» Your objective: Where does "owner" appear in the data? Return each line that holds it.

» Information provided:
####

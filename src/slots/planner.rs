//! Slot rebalancing plan - computes what needs to move, no I/O.
//!
//! The balancer pairs every master with its `divide` target and reconciles
//! surpluses against deficits with two pointers, producing the smallest set
//! of `(source, destination, count)` instructions that levels the cluster.

use super::distribution::divide;

/// A master's slot count going into the balancer.
#[derive(Debug, Clone, PartialEq, Eq)]
pub struct MasterLoad<K> {
    /// Caller-defined handle for the master (index, node id, ...).
    pub node: K,
    /// Number of slots the master owns now.
    pub count: usize,
}

impl<K> MasterLoad<K> {
    /// Create a new load entry.
    pub fn new(node: K, count: usize) -> Self {
        Self { node, count }
    }
}

/// A master's balanced state and the slots it needs to pull in.
#[derive(Debug, Clone, PartialEq, Eq)]
pub struct Balance<K> {
    /// Handle for the master.
    pub node: K,
    /// Slot count after the plan has been applied.
    pub count: usize,
    /// Target slot count from `divide`.
    pub target: usize,
    /// `(source, count)` pairs this master receives.
    pub need: Vec<(K, usize)>,
}

/// One slot transfer order: move `count` slots from `source` to `destination`.
#[derive(Debug, Clone, PartialEq, Eq)]
pub struct MigrationInstruction<K> {
    /// Master giving slots away.
    pub source: K,
    /// Master receiving slots.
    pub destination: K,
    /// Number of slots to move.
    pub count: usize,
}

/// Complete rebalance plan.
#[derive(Debug, Clone, PartialEq, Eq)]
pub struct BalancePlan<K> {
    /// Masters sorted by their original slot count, descending.
    pub masters: Vec<Balance<K>>,
}

impl<K: Clone> BalancePlan<K> {
    /// Flatten the per-master needs into transfer instructions.
    pub fn instructions(&self) -> Vec<MigrationInstruction<K>> {
        self.masters
            .iter()
            .flat_map(|m| {
                m.need.iter().map(|(source, count)| MigrationInstruction {
                    source: source.clone(),
                    destination: m.node.clone(),
                    count: *count,
                })
            })
            .collect()
    }

    /// Check if the plan is empty (no work to do).
    pub fn is_empty(&self) -> bool {
        self.masters.iter().all(|m| m.need.is_empty())
    }

    /// Total number of slots that will change owner.
    pub fn slots_to_move(&self) -> usize {
        self.masters
            .iter()
            .flat_map(|m| m.need.iter().map(|(_, c)| *c))
            .sum()
    }
}

/// Compute a rebalance plan levelling `loads` against a budget of `total` slots.
///
/// Masters are sorted by count, descending (stable), then zipped with
/// `divide(total, masters)`. `i` walks from the most over-provisioned master,
/// `j` from the most under-provisioned one; each step moves
/// `min(excess_i, deficit_j)` from `i` to `j`. Slots never move between two
/// masters on the same side of their target.
pub fn slot_balance<K: Clone>(mut loads: Vec<MasterLoad<K>>, total: usize) -> BalancePlan<K> {
    loads.sort_by(|a, b| b.count.cmp(&a.count));
    let targets = divide(total, loads.len());

    let mut masters: Vec<Balance<K>> = loads
        .into_iter()
        .zip(targets)
        .map(|(load, target)| Balance {
            node: load.node,
            count: load.count,
            target,
            need: Vec::new(),
        })
        .collect();

    if masters.len() < 2 {
        return BalancePlan { masters };
    }

    let (mut i, mut j) = (0, masters.len() - 1);
    while i < j {
        let more = masters[i].count.saturating_sub(masters[i].target);
        if more == 0 {
            i += 1;
            continue;
        }

        let need = masters[j].target.saturating_sub(masters[j].count);
        if need == 0 {
            j -= 1;
            continue;
        }

        let moved = need.min(more);
        let source = masters[i].node.clone();
        masters[j].need.push((source, moved));
        masters[j].count += moved;
        masters[i].count -= moved;

        if need <= more {
            j -= 1;
        }
        if more <= need {
            i += 1;
        }
    }

    BalancePlan { masters }
}

#[cfg(test)]
#[allow(
    clippy::unwrap_used,
    clippy::expect_used,
    clippy::indexing_slicing,
    clippy::get_unwrap
)]
mod tests {
    use super::*;

    fn loads(counts: &[usize]) -> Vec<MasterLoad<usize>> {
        counts
            .iter()
            .enumerate()
            .map(|(idx, c)| MasterLoad::new(idx, *c))
            .collect()
    }

    #[test]
    fn test_three_master_scenario() {
        let plan = slot_balance(loads(&[8000, 6000, 2384]), 16384);

        let instructions = plan.instructions();
        assert_eq!(
            instructions,
            vec![
                MigrationInstruction {
                    source: 0,
                    destination: 2,
                    count: 2538
                },
                MigrationInstruction {
                    source: 1,
                    destination: 2,
                    count: 539
                },
            ]
        );

        let counts: Vec<usize> = plan.masters.iter().map(|m| m.count).collect();
        assert_eq!(counts, vec![5462, 5461, 5461]);
        assert_eq!(plan.slots_to_move(), 3077);
    }

    #[test]
    fn test_balanced_cluster_is_noop() {
        let plan = slot_balance(loads(&[5462, 5461, 5461]), 16384);
        assert!(plan.is_empty());
        assert_eq!(plan.slots_to_move(), 0);
    }

    #[test]
    fn test_new_empty_master() {
        let plan = slot_balance(loads(&[5462, 5461, 5461, 0]), 16384);
        let counts: Vec<usize> = plan.masters.iter().map(|m| m.count).collect();
        assert_eq!(counts, vec![4096, 4096, 4096, 4096]);

        // every instruction lands on the new master (index 3)
        for inst in plan.instructions() {
            assert_eq!(inst.destination, 3);
            assert_ne!(inst.source, 3);
        }
        assert_eq!(plan.slots_to_move(), 4096);
    }

    #[test]
    fn test_sort_is_stable_for_ties() {
        let plan = slot_balance(loads(&[10, 10, 0]), 20);
        let order: Vec<usize> = plan.masters.iter().map(|m| m.node).collect();
        assert_eq!(order, vec![0, 1, 2]);
        // targets are [7, 7, 6]
        assert_eq!(plan.masters[2].need, vec![(0, 3), (1, 3)]);
    }

    #[test]
    fn test_equal_excess_and_deficit_advance_both() {
        let plan = slot_balance(loads(&[15, 10, 5]), 30);
        assert_eq!(
            plan.instructions(),
            vec![MigrationInstruction {
                source: 0,
                destination: 2,
                count: 5
            }]
        );
    }

    #[test]
    fn test_single_and_empty_input() {
        let plan = slot_balance(loads(&[16384]), 16384);
        assert!(plan.is_empty());

        let plan: BalancePlan<usize> = slot_balance(Vec::new(), 16384);
        assert!(plan.masters.is_empty());
    }

    #[test]
    fn test_never_moves_between_same_side() {
        let plan = slot_balance(loads(&[9000, 7000, 384, 0]), 16384);
        for inst in plan.instructions() {
            let src = plan.masters.iter().find(|m| m.node == inst.source).unwrap();
            let dst = plan
                .masters
                .iter()
                .find(|m| m.node == inst.destination)
                .unwrap();
            // sources started above their target, destinations below
            assert!(src.need.is_empty());
            assert!(!dst.need.is_empty());
        }
        for m in &plan.masters {
            assert_eq!(m.count, m.target);
        }
    }
}
impl World {
    fn new_id(&mut self) -> String {
        self.next_id += 1;
        format!("{:040x}", self.next_id)
    }

    fn index_of(&self, host: &str, port: u16) -> Option<usize> {
        self.nodes
            .iter()
            .position(|n| n.host == host && n.port == port)
    }

    fn index_of_id(&self, id: &str) -> Option<usize> {
        self.nodes.iter().position(|n| n.id == id)
    }

    /// Ids visible from `idx`, itself included.
    fn view_ids(&self, idx: usize) -> BTreeSet<String> {
        let me = &self.nodes[idx];
        let mut ids = me.known.clone();
        ids.insert(me.id.clone());
        ids
    }

    /// Slots of member `other` as seen from `idx`.
    fn slots_in_view(&self, idx: usize, other: usize) -> BTreeSet<u16> {
        let me = &self.nodes[idx];
        let member = &self.nodes[other];
        member.owned.difference(&me.hidden).copied().collect()
    }

    fn render_line(&self, idx: usize, other: usize) -> String {
        let member = &self.nodes[other];
        let mut flags = Vec::new();
        if idx == other {
            flags.push("myself");
        }
        flags.push(if member.is_master() { "master" } else { "slave" });

        let mut tokens: Vec<String> = compress_slots(&self.slots_in_view(idx, other))
            .iter()
            .map(ToString::to_string)
            .collect();
        if idx == other {
            tokens.extend(
                member
                    .migrating
                    .iter()
                    .map(|(slot, dst)| format!("[{}->-{}]", slot, dst)),
            );
            tokens.extend(
                member
                    .importing
                    .iter()
                    .map(|(slot, src)| format!("[{}-<-{}]", slot, src)),
            );
        }

        let line = format!(
            "{} {}@{} {} {} 0 0 {} connected",
            member.id,
            member.addr(),
            u32::from(member.port) + 10000,
            flags.join(","),
            member.replicate.as_deref().unwrap_or("-"),
            member.epoch,
        );
        if tokens.is_empty() {
            line
        } else {
            format!("{} {}", line, tokens.join(" "))
        }
    }

    fn members_in_view(&self, idx: usize) -> Vec<usize> {
        self.view_ids(idx)
            .iter()
            .filter_map(|id| self.index_of_id(id))
            .collect()
    }

    fn render_nodes(&self, idx: usize) -> String {
        let mut out = String::new();
        for other in self.members_in_view(idx) {
            out.push_str(&self.render_line(idx, other));
            out.push('\n');
        }
        out
    }

    fn take_command_fault(&mut self, name: &str) -> Option<Fault> {
        let entry = self
            .command_faults
            .iter_mut()
            .find(|(cmd, _, remaining)| cmd == name && *remaining > 0)?;
        if entry.2 != FOREVER {
            entry.2 -= 1;
        }
        Some(entry.1)
    }

    fn execute(
        &mut self,
        host: &str,
        port: u16,
        command: &str,
        args: &[String],
    ) -> Result<Reply, NodeError> {
        let idx = self
            .index_of(host, port)
            .ok_or_else(|| NodeError::Connection(format!("{}:{} unreachable", host, port)))?;

        let command = command.to_uppercase();
        let name = match (command.as_str(), args.first()) {
            ("CLUSTER", Some(sub)) => format!("CLUSTER {}", sub.to_uppercase()),
            _ => command.clone(),
        };
        let line = std::iter::once(command.clone())
            .chain(args.iter().cloned())
            .collect::<Vec<_>>()
            .join(" ");
        self.log.push((format!("{}:{}", host, port), line));

        if let Some(fault) = self.take_command_fault(&name) {
            return Err(fault_error(fault, 0, "0.0.0.0:0"));
        }

        match command.as_str() {
            "PING" => Ok(Reply::Text("PONG".to_string())),
            "INFO" => Ok(Reply::Text(format!(
                "# Cluster\r\ncluster_enabled:{}\r\n",
                u8::from(self.nodes[idx].cluster_enabled)
            ))),
            "SELECT" => Ok(Reply::ok()),
            "RANDOMKEY" => Ok(self.nodes[idx]
                .keys
                .keys()
                .next()
                .map_or(Reply::Nil, |k| Reply::Text(k.clone()))),
            "FLUSHALL" => {
                self.nodes[idx].keys.clear();
                Ok(Reply::ok())
            }
            "MIGRATE" => self.migrate(idx, args),
            "CLUSTER" => {
                let sub = arg(args, 0)?.to_uppercase();
                self.cluster(idx, &sub, &args[1..])
            }
            other => Err(err(format!("ERR unknown command '{}'", other))),
        }
    }

    fn migrate(&mut self, idx: usize, args: &[String]) -> Result<Reply, NodeError> {
        let host = arg(args, 0)?;
        let port: u16 = arg(args, 1)?
            .parse()
            .map_err(|_| err("ERR invalid port"))?;
        let key = arg(args, 2)?.to_string();
        let dst = self
            .index_of(host, port)
            .ok_or_else(|| err("IOERR error or timeout connecting to the client"))?;

        let Some(&slot) = self.nodes[idx].keys.get(&key) else {
            return Ok(Reply::Text("NOKEY".to_string()));
        };

        if let Some((fault, remaining)) = self.key_faults.get_mut(&key)
            && *remaining > 0
        {
            if *remaining != FOREVER {
                *remaining -= 1;
            }
            return Err(fault_error(*fault, slot, &format!("{}:{}", host, port)));
        }

        let target = &self.nodes[dst];
        if !target.owned.contains(&slot) && !target.importing.contains_key(&slot) {
            return Err(err(format!(
                "ERR Target instance replied with error: MOVED {} {}",
                slot,
                target.addr()
            )));
        }

        self.nodes[idx].keys.remove(&key);
        self.nodes[dst].keys.insert(key, slot);
        Ok(Reply::ok())
    }

    fn knows(&self, idx: usize, id: &str) -> bool {
        self.nodes[idx].id == id || self.nodes[idx].known.contains(id)
    }

    fn cluster(&mut self, idx: usize, sub: &str, args: &[String]) -> Result<Reply, NodeError> {
        match sub {
            "NODES" => Ok(Reply::Text(self.render_nodes(idx))),
            "INFO" => {
                let assigned: usize = self
                    .members_in_view(idx)
                    .into_iter()
                    .map(|other| self.slots_in_view(idx, other).len())
                    .sum();
                Ok(Reply::Text(format!(
                    "cluster_state:ok\r\ncluster_slots_assigned:{}\r\ncluster_known_nodes:{}\r\ncluster_size:{}\r\n",
                    assigned,
                    self.nodes[idx].known.len() + 1,
                    self.members_in_view(idx)
                        .into_iter()
                        .filter(|o| !self.nodes[*o].owned.is_empty())
                        .count(),
                )))
            }
            "SETSLOT" => {
                if !self.nodes[idx].is_master() {
                    return Err(err("ERR Please use SETSLOT only with masters."));
                }
                let slot = slot_arg(args, 0)?;
                let action = arg(args, 1)?.to_uppercase();
                let target = args.get(2).cloned();
                if let Some(id) = &target
                    && !self.knows(idx, id)
                {
                    return Err(err(format!("ERR I don't know about node {}", id)));
                }
                let me = &mut self.nodes[idx];
                match (action.as_str(), target) {
                    ("IMPORTING", Some(src)) => {
                        if me.owned.contains(&slot) {
                            return Err(err(format!(
                                "ERR I'm already the owner of hash slot {}",
                                slot
                            )));
                        }
                        me.importing.insert(slot, src);
                    }
                    ("MIGRATING", Some(dst)) => {
                        if !me.owned.contains(&slot) {
                            return Err(err(format!(
                                "ERR I'm not the owner of hash slot {}",
                                slot
                            )));
                        }
                        me.migrating.insert(slot, dst);
                    }
                    ("STABLE", None) => {
                        me.migrating.remove(&slot);
                        me.importing.remove(&slot);
                    }
                    ("NODE", Some(owner)) => {
                        if owner == me.id {
                            me.owned.insert(slot);
                        } else {
                            if me.keys.values().any(|s| *s == slot) {
                                return Err(err(format!(
                                    "ERR Can't assign hashslot {} to a different node while I still hold keys for this hash slot.",
                                    slot
                                )));
                            }
                            me.owned.remove(&slot);
                        }
                        me.migrating.remove(&slot);
                        me.importing.remove(&slot);
                    }
                    _ => return Err(err("ERR Invalid CLUSTER SETSLOT action or number of arguments")),
                }
                Ok(Reply::ok())
            }
            "ADDSLOTS" => {
                let slots = (0..args.len())
                    .map(|i| slot_arg(args, i))
                    .collect::<Result<Vec<_>, _>>()?;
                let members = self.members_in_view(idx);
                for slot in &slots {
                    if members.iter().any(|m| self.nodes[*m].owned.contains(slot)) {
                        return Err(err(format!("ERR Slot {} is already busy", slot)));
                    }
                }
                self.nodes[idx].owned.extend(slots);
                Ok(Reply::ok())
            }
            "GETKEYSINSLOT" => {
                let slot = slot_arg(args, 0)?;
                let count: usize = arg(args, 1)?
                    .parse()
                    .map_err(|_| err("ERR Invalid number of keys"))?;
                Ok(Reply::Array(
                    self.nodes[idx]
                        .keys
                        .iter()
                        .filter(|(_, s)| **s == slot)
                        .take(count)
                        .map(|(k, _)| Reply::Text(k.clone()))
                        .collect(),
                ))
            }
            "COUNTKEYSINSLOT" => {
                let slot = slot_arg(args, 0)?;
                let count = self.nodes[idx].keys.values().filter(|s| **s == slot).count();
                Ok(Reply::Integer(count as i64))
            }
            "SLAVES" => {
                let master = arg(args, 0)?;
                if !self.knows(idx, master) {
                    return Err(err(format!("ERR Unknown node {}", master)));
                }
                Ok(Reply::Array(
                    self.members_in_view(idx)
                        .into_iter()
                        .filter(|o| self.nodes[*o].replicate.as_deref() == Some(master))
                        .map(|o| Reply::Text(self.render_line(idx, o)))
                        .collect(),
                ))
            }
            "FORGET" => {
                let id = arg(args, 0)?;
                let me = &mut self.nodes[idx];
                if me.id == id {
                    return Err(err("ERR I tried hard but I can't forget myself..."));
                }
                if me.replicate.as_deref() == Some(id) {
                    return Err(err("ERR Can't forget my master!"));
                }
                if !me.known.remove(id) {
                    return Err(err(format!("ERR Unknown node {}", id)));
                }
                Ok(Reply::ok())
            }
            "MEET" => {
                let host = arg(args, 0)?;
                let port: u16 = arg(args, 1)?
                    .parse()
                    .map_err(|_| err("ERR Invalid TCP base port specified"))?;
                let other = self
                    .index_of(host, port)
                    .ok_or_else(|| err(format!("ERR Invalid node address specified: {}:{}", host, port)))?;
                let mut component = self.view_ids(idx);
                component.extend(self.view_ids(other));
                for node in &mut self.nodes {
                    if component.contains(&node.id) {
                        node.known = component.iter().filter(|id| **id != node.id).cloned().collect();
                    }
                }
                Ok(Reply::ok())
            }
            "REPLICATE" => {
                let master = arg(args, 0)?;
                if !self.knows(idx, master) {
                    return Err(err(format!("ERR Unknown node {}", master)));
                }
                let me = &mut self.nodes[idx];
                if !me.owned.is_empty() {
                    return Err(err(
                        "ERR To set a master the node must be empty and without assigned slots.",
                    ));
                }
                me.replicate = Some(master.to_string());
                Ok(Reply::ok())
            }
            "SET-CONFIG-EPOCH" => {
                let epoch = arg(args, 0)?
                    .parse()
                    .map_err(|_| err("ERR Invalid config epoch specified"))?;
                self.nodes[idx].epoch = epoch;
                Ok(Reply::ok())
            }
            "RESET" => {
                let hard = args
                    .first()
                    .is_some_and(|m| m.eq_ignore_ascii_case("HARD"));
                if self.nodes[idx].is_master() && !self.nodes[idx].keys.is_empty() {
                    return Err(err(
                        "ERR CLUSTER RESET can't be called with master nodes containing keys",
                    ));
                }
                let new_id = if hard { Some(self.new_id()) } else { None };
                let me = &mut self.nodes[idx];
                me.known.clear();
                me.owned.clear();
                me.migrating.clear();
                me.importing.clear();
                me.hidden.clear();
                me.replicate = None;
                me.keys.clear();
                if let Some(id) = new_id {
                    me.id = id;
                    me.epoch = 0;
                }
                Ok(Reply::ok())
            }
            other => Err(err(format!("ERR Unknown subcommand '{}'", other))),
        }
    }
}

####

» Response to the exercise:
    /// Total number of slots that will change owner.
                                "ERR I'm already the owner of hash slot {}",
                                "ERR I'm not the owner of hash slot {}",
                    ("NODE", Some(owner)) => {
                        if owner == me.id {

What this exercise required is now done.